** Task details **
Write out the stretch of lines below that begins at the line with "#[derive(Serialize, Clone, Debug, PartialEq, Eq)]" and ends at the line with "caller as is.", including both, exactly as given and nothing more.

*** Data records Section Begins ***

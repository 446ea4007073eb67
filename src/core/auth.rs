//! Authorization request bodies and the interpretation of the integration
//! service's answer.
use axum::{
    body::Body,
    http::{Response, StatusCode},
};
use bytes::Bytes;
use serde::Serialize;
use url::form_urlencoded;

use crate::core::{
    protocol::{QUERY_API_NAME, QUERY_ORG_ID},
    validator::{DataActionTargetRequest, SalesforceRequest},
};

#[derive(Serialize, Clone, PartialEq, Eq)]
pub struct SalesforceAuthRequestBody {
    pub org_domain_url: String,
    pub core_jwt_token: String,
    pub org_id: String,
    pub app_uuid: String,
}

impl From<&SalesforceRequest> for SalesforceAuthRequestBody {
    fn from(request: &SalesforceRequest) -> Self {
        let context = &request.context;
        Self {
            org_domain_url: context.org_domain_url.clone(),
            core_jwt_token: context.auth.clone(),
            org_id: context.org_id.clone(),
            app_uuid: context.app_uuid.clone(),
        }
    }
}

#[derive(Serialize, Clone, Debug, PartialEq, Eq)]
pub struct DataActionTargetAuthRequestBody {
    pub api_name: String,
    pub org_id: String,
    pub signature: String,
    /// Raw inbound body, lossily decoded as UTF-8.
    pub payload: String,
}

impl DataActionTargetAuthRequestBody {
    /// Build the body from the classified request, the inbound query string and body.
    pub fn new(request: &DataActionTargetRequest, query: Option<&str>, body: &[u8]) -> Self {
        let mut api_name = None;
        let mut org_id = None;
        for (key, value) in form_urlencoded::parse(query.unwrap_or_default().as_bytes()) {
            // First occurrence wins, even when empty.
            if key == QUERY_API_NAME {
                api_name.get_or_insert_with(|| value.into_owned());
            } else if key == QUERY_ORG_ID {
                org_id.get_or_insert_with(|| value.into_owned());
            }
        }

        Self {
            api_name: api_name.unwrap_or_default(),
            org_id: org_id.unwrap_or_default(),
            signature: request.signature.clone(),
            payload: String::from_utf8_lossy(body).into_owned(),
        }
    }
}

/// Outcome of one authorization call.
#[derive(Debug, Clone, PartialEq, Eq)]
pub enum AuthDecision {
    /// The integration service accepted the caller; forward the request.
    Authorized,
    /// The caller was rejected (upstream 401 or 403).
    Forbidden,
    /// Any other upstream status, relayed to the caller as is.
    Unexpected { status: StatusCode, body: Bytes },
    /// The integration service could not be reached or timed out.
    TransportFailure,
}

impl AuthDecision {
    pub fn from_upstream(status: StatusCode, body: Bytes) -> Self {
        match status {
            StatusCode::OK => Self::Authorized,
            StatusCode::UNAUTHORIZED | StatusCode::FORBIDDEN => Self::Forbidden,
            status => Self::Unexpected { status, body },
        }
    }

    pub fn is_authorized(&self) -> bool {
        matches!(self, Self::Authorized)
    }

    /// Label used in logs and metrics.
    pub fn outcome(&self) -> &'static str {
        match self {
            Self::Authorized => "authorized",
            Self::Forbidden => "forbidden",
            Self::Unexpected { .. } => "unexpected",
            Self::TransportFailure => "transport_failure",
        }
    }

    /// Status returned to the caller when authorization did not succeed.
    pub fn status_code(&self) -> StatusCode {
        match self {
            Self::Authorized => StatusCode::OK,
            Self::Forbidden => StatusCode::FORBIDDEN,
            Self::Unexpected { status, .. } => *status,
            Self::TransportFailure => StatusCode::INTERNAL_SERVER_ERROR,
        }
    }

    /// Build the rejection sent back to the caller.
    ///
    /// Never called for [`AuthDecision::Authorized`], which falls through to
    /// forwarding.
    pub fn into_response(self, request_id: &str) -> Result<Response<Body>, axum::http::Error> {
        let status = self.status_code();
        let body = match self {
            Self::Authorized => Body::empty(),
            Self::Forbidden => Body::from("Forbidden"),
            Self::Unexpected { body, .. } => Body::from(body),
            Self::TransportFailure => {
                Body::from(format!("Failed to authenticate request {request_id}"))
            }
        };
        Response::builder().status(status).body(body)
    }
}
//! Metrics and timing helpers for the mesh.
//!
//! Thin wrappers over the `metrics` crate macros. No exporter is bundled; a
//! host process may install any compatible recorder, otherwise recording is a
//! no-op.
//!
//! Provided metrics:
//! * `mesh_requests_total` (counter, label `status`)
//! * `mesh_request_duration_seconds` (histogram)
//! * `mesh_auth_requests_total` (counter, labels `variant`, `outcome`)
//! * `mesh_auth_request_duration_seconds` (histogram, label `operation`)
//! * `mesh_forward_requests_total` (counter, label `status`)
//!
//! [`ElapsedTimer`] logs and records its duration on `Drop`, so early returns
//! are measured too.
use std::time::{Duration, Instant};

use metrics::{Unit, counter, describe_counter, describe_histogram, histogram};
use once_cell::sync::Lazy;

pub const MESH_REQUESTS_TOTAL: &str = "mesh_requests_total";
pub const MESH_REQUEST_DURATION_SECONDS: &str = "mesh_request_duration_seconds";
pub const MESH_AUTH_REQUESTS_TOTAL: &str = "mesh_auth_requests_total";
pub const MESH_AUTH_REQUEST_DURATION_SECONDS: &str = "mesh_auth_request_duration_seconds";
pub const MESH_FORWARD_REQUESTS_TOTAL: &str = "mesh_forward_requests_total";

static DESCRIPTIONS: Lazy<()> = Lazy::new(|| {
    describe_counter!(
        MESH_REQUESTS_TOTAL,
        Unit::Count,
        "Total number of inbound requests handled by the mesh."
    );
    describe_histogram!(
        MESH_REQUEST_DURATION_SECONDS,
        Unit::Seconds,
        "End to end latency of inbound requests."
    );
    describe_counter!(
        MESH_AUTH_REQUESTS_TOTAL,
        Unit::Count,
        "Calls made to the integration service, by request variant and outcome."
    );
    describe_histogram!(
        MESH_AUTH_REQUEST_DURATION_SECONDS,
        Unit::Seconds,
        "Latency of calls made to the integration service."
    );
    describe_counter!(
        MESH_FORWARD_REQUESTS_TOTAL,
        Unit::Count,
        "Requests forwarded to the application, by response status."
    );
});

/// Which histogram an [`ElapsedTimer`] feeds.
#[derive(Debug, Clone, Copy, PartialEq, Eq)]
pub enum TimedOperation {
    /// The full handling of one inbound request.
    Request,
    /// One call to the integration service.
    Authentication,
}

/// Scoped timer logging `"<operation> took <elapsed>"` when dropped.
pub struct ElapsedTimer {
    start: Instant,
    request_id: String,
    operation: &'static str,
    kind: TimedOperation,
}

impl ElapsedTimer {
    pub fn new(request_id: &str, operation: &'static str, kind: TimedOperation) -> Self {
        Self {
            start: Instant::now(),
            request_id: request_id.to_string(),
            operation,
            kind,
        }
    }

    pub fn elapsed(&self) -> Duration {
        self.start.elapsed()
    }
}

impl Drop for ElapsedTimer {
    fn drop(&mut self) {
        let elapsed = self.start.elapsed();
        tracing::info!(
            request_id = %self.request_id,
            elapsed_ms = elapsed.as_millis() as u64,
            "{} took {:?}",
            self.operation,
            elapsed
        );
        match self.kind {
            TimedOperation::Request => {
                histogram!(MESH_REQUEST_DURATION_SECONDS).record(elapsed.as_secs_f64());
            }
            TimedOperation::Authentication => {
                histogram!(MESH_AUTH_REQUEST_DURATION_SECONDS, "operation" => self.operation)
                    .record(elapsed.as_secs_f64());
            }
        }
    }
}

pub fn increment_request_total(status: u16) {
    counter!(MESH_REQUESTS_TOTAL, "status" => status.to_string()).increment(1);
}

pub fn increment_auth_request_total(variant: &'static str, outcome: &'static str) {
    counter!(MESH_AUTH_REQUESTS_TOTAL, "variant" => variant, "outcome" => outcome).increment(1);
}

pub fn increment_forward_request_total(status: u16) {
    counter!(MESH_FORWARD_REQUESTS_TOTAL, "status" => status.to_string()).increment(1);
}

/// Register metric descriptions (idempotent).
pub fn init_metrics() -> eyre::Result<()> {
    Lazy::force(&DESCRIPTIONS);
    tracing::debug!("Mesh metric descriptions registered");
    Ok(())
}

#[cfg(test)]
mod tests {
    use super::*;

    #[test]
    fn test_elapsed_timer_measures() {
        let timer = ElapsedTimer::new("req-1", "Integration mesh", TimedOperation::Request);
        std::thread::sleep(Duration::from_millis(5));
        assert!(timer.elapsed() >= Duration::from_millis(5));
        drop(timer);
    }

    #[test]
    fn test_counters_without_recorder() {
        increment_request_total(200);
        increment_auth_request_total("salesforce", "authorized");
        increment_forward_request_total(502);
    }

    #[test]
    fn test_init_metrics() {
        assert!(init_metrics().is_ok());
        assert!(init_metrics().is_ok());
    }
}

*** Data records Section Ends ***

** Answer box **
#[derive(Serialize, Clone, Debug, PartialEq, Eq)]
pub struct DataActionTargetAuthRequestBody {
    pub api_name: String,
    pub org_id: String,
    pub signature: String,
    /// Raw inbound body, lossily decoded as UTF-8.
    pub payload: String,
}

impl DataActionTargetAuthRequestBody {
    /// Build the body from the classified request, the inbound query string and body.
    pub fn new(request: &DataActionTargetRequest, query: Option<&str>, body: &[u8]) -> Self {
        let mut api_name = None;
        let mut org_id = None;
        for (key, value) in form_urlencoded::parse(query.unwrap_or_default().as_bytes()) {
            // First occurrence wins, even when empty.
            if key == QUERY_API_NAME {
                api_name.get_or_insert_with(|| value.into_owned());
            } else if key == QUERY_ORG_ID {
                org_id.get_or_insert_with(|| value.into_owned());
            }
        }

        Self {
            api_name: api_name.unwrap_or_default(),
            org_id: org_id.unwrap_or_default(),
            signature: request.signature.clone(),
            payload: String::from_utf8_lossy(body).into_owned(),
        }
    }
}

/// Outcome of one authorization call.
#[derive(Debug, Clone, PartialEq, Eq)]
pub enum AuthDecision {
    /// The integration service accepted the caller; forward the request.
    Authorized,
    /// The caller was rejected (upstream 401 or 403).
    Forbidden,
    /// Any other upstream status, relayed to the caller as is.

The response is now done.